Pertanyaan lebih lanjut yang bisa dimunculkan adalah mengapa para pelaku ritual di Dusun Ngrajek membolehkan aparat negara menginkorporasi ritual mereka dengan mengusung program wisata budaya? Terdapat beberapa jawaban seminal yang bisa dimunculkan untuk menjawaban pertanyaan tersebut.
Pertama, sejak zaman kolonial hingga saat ini, para aparatur negara menempati posisi dominan sebagai subjek yang berhak mengarahkan dan memimpin warga kebanyakan. Maka, ketika mereka datang dan menginkorporasi ritual bersih desa Ngrajek, tokoh adat dan masyarakat tentu tak kuasa menolak.
Kedua, selama puluhan tahun, tidak ada perhatian kepada pelaksanaan ritual, sehingga ketika pada masa pascareformasi pemerintah kabupaten menjadikan Gembyangan Waranggono sebagai ikon wisata budaya Nganjuk, bisa jadi sebagian warga merasa senang karena merasa diperhatikan oleh negara. Meksipun ritualisasi oleh negara menghadirkan stilisasi dan penambahan-penambahan acara, mereka tidak mempermasalahkan karena yang terpenting ritual tetap bisa berjalan.

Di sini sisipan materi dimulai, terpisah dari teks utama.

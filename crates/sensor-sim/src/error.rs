// SPDX-License-Identifier: Apache-2.0 OR MIT
// Copyright (c) 2025-2026 naskel.com

//! Error types for the simulator.

/// Configuration loading and validation errors.
#[derive(Debug, thiserror::Error)]
pub enum ConfigError {
    /// Reading the configuration file failed.
    #[error("I/O error: {0}")]
    Io(#[from] std::io::Error),

    /// The configuration file is not valid JSON for [`SimulatorConfig`](crate::SimulatorConfig).
    #[error("Parse error: {0}")]
    Parse(#[from] serde_json::Error),

    /// A value is out of its accepted range.
    #[error("Invalid value: {0}")]
    InvalidValue(String),
}

/// Errors raised by the simulator library.
#[derive(Debug, thiserror::Error)]
pub enum SimError {
    /// Configuration rejected before the loop could start.
    #[error("configuration error: {0}")]
    Config(#[from] ConfigError),

    /// The HTTP client could not be constructed.
    #[error("HTTP client error: {0}")]
    Client(#[source] reqwest::Error),

    /// A reading could not be serialized to the wire format.
    #[error("payload encoding failed: {0}")]
    Encode(#[source] serde_json::Error),

    /// A payload could not be parsed back into a reading.
    #[error("payload decoding failed: {0}")]
    Decode(#[source] serde_json::Error),
}

pub type Result<T> = std::result::Result<T, SimError>;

Bagi warga dan waranggono, hal lain yang bisa ditafsir terkait kehadiran negara dalam ritual Ngrajek adalah adanya kesempatan bagi mereka untuk bersiasat dalam menghadapi stigma-stigma yang dilontarkan oleh pemuka agama. Bagi warga Ngrajek dan banyak warga desa lain, ritual bersih desa merupakan ekspresi kultural untuk menghadapi kekuatan adikodrati tak terjangkau yang menguasai kehidupan mereka.
Ketika stigmatisasi oleh pemuka agama mayoritas berlangsung, sedikit banyak akan mempengaruhi cara pandang masyarakat. Maka, dengan kehadiran aparat pemerintahan Nganjuk akan memberikan legitimasi bahwa ritual tersebut sah menurut negara, sehingga bisa meredam stigmatisasi yang berlangsung.

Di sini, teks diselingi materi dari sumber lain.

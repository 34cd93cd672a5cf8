// SPDX-License-Identifier: Apache-2.0 OR MIT
// Copyright (c) 2025-2026 naskel.com

//! Simulated packet loss.

use rand::Rng;

/// Default probability that a cycle's transmission is dropped.
pub const DEFAULT_DROP_PROBABILITY: f64 = 0.1;

/// Independent per-cycle Bernoulli trial deciding whether to skip transmission.
///
/// Carries no state between decisions: there is no limit on consecutive
/// drops and no compensation after one.
#[derive(Debug, Clone, Copy)]
pub struct LossDecider {
    probability: f64,
}

impl LossDecider {
    /// `probability` is clamped to `[0.0, 1.0]`; NaN never drops.
    pub fn new(probability: f64) -> Self {
        let probability = if probability.is_nan() {
            0.0
        } else {
            probability.clamp(0.0, 1.0)
        };
        Self { probability }
    }

    pub fn probability(&self) -> f64 {
        self.probability
    }

    /// Returns `true` when this cycle's reading should be dropped.
    pub fn should_drop<R: Rng>(&self, rng: &mut R) -> bool {
        rng.gen::<f64>() < self.probability
    }
}

impl Default for LossDecider {
    fn default() -> Self {
        Self::new(DEFAULT_DROP_PROBABILITY)
    }
}

#[cfg(test)]
mod tests {
    use super::*;
    use rand::rngs::StdRng;
    use rand::SeedableRng;

    #[test]
    fn test_drop_frequency_close_to_probability() {
        let decider = LossDecider::default();
        let mut rng = StdRng::seed_from_u64(2024);
        let trials = 100_000;

        let drops = (0..trials).filter(|_| decider.should_drop(&mut rng)).count();
        let freq = drops as f64 / trials as f64;

        // 99% interval for p=0.1, n=1e5 is about +/-0.0025; allow 0.01.
        assert!((freq - 0.1).abs() < 0.01, "observed drop frequency {}", freq);
    }

    #[test]
    fn test_zero_never_drops() {
        let decider = LossDecider::new(0.0);
        let mut rng = StdRng::seed_from_u64(1);
        assert!((0..10_000).all(|_| !decider.should_drop(&mut rng)));
    }

    #[test]
    fn test_one_always_drops() {
        let decider = LossDecider::new(1.0);
        let mut rng = StdRng::seed_from_u64(1);
        assert!((0..10_000).all(|_| decider.should_drop(&mut rng)));
    }

    #[test]
    fn test_out_of_range_probability_clamped() {
        assert_eq!(LossDecider::new(1.5).probability(), 1.0);
        assert_eq!(LossDecider::new(-0.2).probability(), 0.0);
        assert_eq!(LossDecider::new(f64::NAN).probability(), 0.0);
    }
}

Sementara, bagi calon waranggono, penobatan mereka sebagai waranggono melalui ritualisasi negara sedikit banyak akan mengurangi pandangan negatif masyarakat terhadap profesi "menari" dan "nembang" (bernyanyi). Artinya, terlepas dari kritik tajam terhadap formalisasi Gembyangan Waranggono, dalam 'ruang sempit' negosiasi masih memungkinkan munculnya siasat liat dari warga dan waranggono untuk mengambil keuntungan politis-kultural.
DAFTAR BACAAN
Juwariyah, Anik. 2002. “Gembyangan Waranggana: Keberadaannya Masa Kini di Kabupaten Nganjuk”. Tesis S2. Denpasar: Prodi Kajian Budaya Univ. Udayana.
Trisnawati, Cindy. 2013. “Kehidupan Waranggana Ditinjau dari Perspektif Sosial-Ekonnomi di Dusun Ngrajek, Desa Sambirejo, Kecamatan Tanjunganom, Kabupaten Nganjuk, Jawa Timur.” Skripsi Sarjana. Belum dipublikasikan. Yogyakarta: Fakultas Bahasa dan Seni UNY.
Utomo, Indra Wahyu & Suparwoto. 2016. “Pendidikan Waranggana di Dusun Ngrajek Desa Sambirejo Kecamatan Tanjunganom Kabupaten Nganjuk Tahun 1987-2013. Dalam AVATARA, e-Journal Pendidikan Sejarah, Vol. 4, No. 1.